Am I Addicted to Gambling? An Honest Self-Assessment
Key Takeaways:
- Gambling problems exist on a spectrum -- you do not have to be at rock bottom for something to be wrong
- The signs are both behavioral (chasing losses, hiding bets, borrowing money) and emotional (anxiety between bets, relief when gambling, guilt after)
- The question "am I addicted to gambling?" is worth taking seriously, because most people who ask it already sense the answer
- This article includes the Problem Gambling Severity Index (PGSI) questions in plain language so you can assess where you stand
- There is no judgment here. Just honest information and a path forward.
The fact that you are asking "am I addicted to gambling?" means something. Not everyone asks that question. Most people who gamble recreationally never wonder about it. It does not cross their mind, the same way most people who drink socially never google "am I an alcoholic?"
You are asking because something feels off. Maybe you cannot pinpoint exactly what it is. Maybe you can pinpoint it precisely but you are hoping someone will tell you it is not that bad. Either way, you are here, and that matters.

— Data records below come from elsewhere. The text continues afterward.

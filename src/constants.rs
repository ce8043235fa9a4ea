pub const MAX_COMPRESS_LEVEL: u8 = 9;
pub const DEFAULT_COMPRESS_LEVEL: u8 = 6;

/// JPEG entries are always re-encoded at the maximum quality setting;
/// the compression level only steers PNG encoder effort.
pub const JPEG_QUALITY: u8 = 100;

pub const MAX_OXIPNG_PRESET: u8 = 6;
pub const ZOPFLI_ITERATIONS: u8 = 15;
pub const LIBDEFLATER_MAX_LEVEL: u8 = 12;

// Temporary siblings are written next to the original so the final
// rename stays on one filesystem.
pub const TEMP_PREFIX: &str = ".reexport-";
pub const TEMP_SUFFIX: &str = ".tmp";
pub mod cli;
pub mod constants;
pub mod encode;
pub mod error;
pub mod formats;
pub mod logger;
pub mod reexport;
pub mod report;
pub mod utils;

pub use encode::reencode_in_place;
pub use error::{ReexportError, Result};
pub use formats::{is_image_file, ImageKind};
pub use reexport::{preview, reexport, PreviewEntry, PreviewStatus};
pub use report::{BatchReport, EntryOutcome, FileResult};
pub use utils::{format_size, read_paths_from_file, resolve_path};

This is not a diagnostic tool. It is not a quiz that spits out a label. It is an honest look at the signs, patterns, and feelings that separate recreational gambling from something more, and a way for you to figure out where you actually stand -- not where you want to be, not where you were six months ago, but right now.
It Is Not Binary -- It Is a Spectrum
One of the biggest misconceptions about gambling addiction is that it is an on/off switch. You are either a "normal gambler" or you are the person who lost their house. There is nothing in between.
That is not how it works. Problem gambling exists on a spectrum, and most of the harm happens in the middle -- in the gray zone where you are still functional, still paying your bills (mostly), still showing up (mostly), but something has shifted in your relationship with gambling and you can feel it even if nobody else can see it yet.
Research from the National Council on Problem Gambling (NCPG) identifies several levels along this spectrum:
The Gambling Behavior Spectrum
| Level | Description | What It Looks Like |
|---|---|---|
| No-risk | Gambling occasionally with budgeted entertainment money | You stop when planned. You do not think about it between sessions. |
| Low-risk | Occasionally spend more than intended; sometimes feel a pull to bet | Does not meaningfully affect your life. Minor lapses in control. |
| Moderate-risk | Sometimes chase losses; have lied about gambling; gambling to escape stress | Spending has increased over time. Gambling is starting to serve an emotional function. |
| Problem gambling | Gambling causing real harm to finances, relationships, work, or mental health | You have tried to cut back and could not. You feel unable to stop even when you want to. |
The Behavioral Signs
These are the things you do -- the patterns that show up in your actions, your finances, and your time. You do not need to check every box. If several of these feel familiar, that is significant.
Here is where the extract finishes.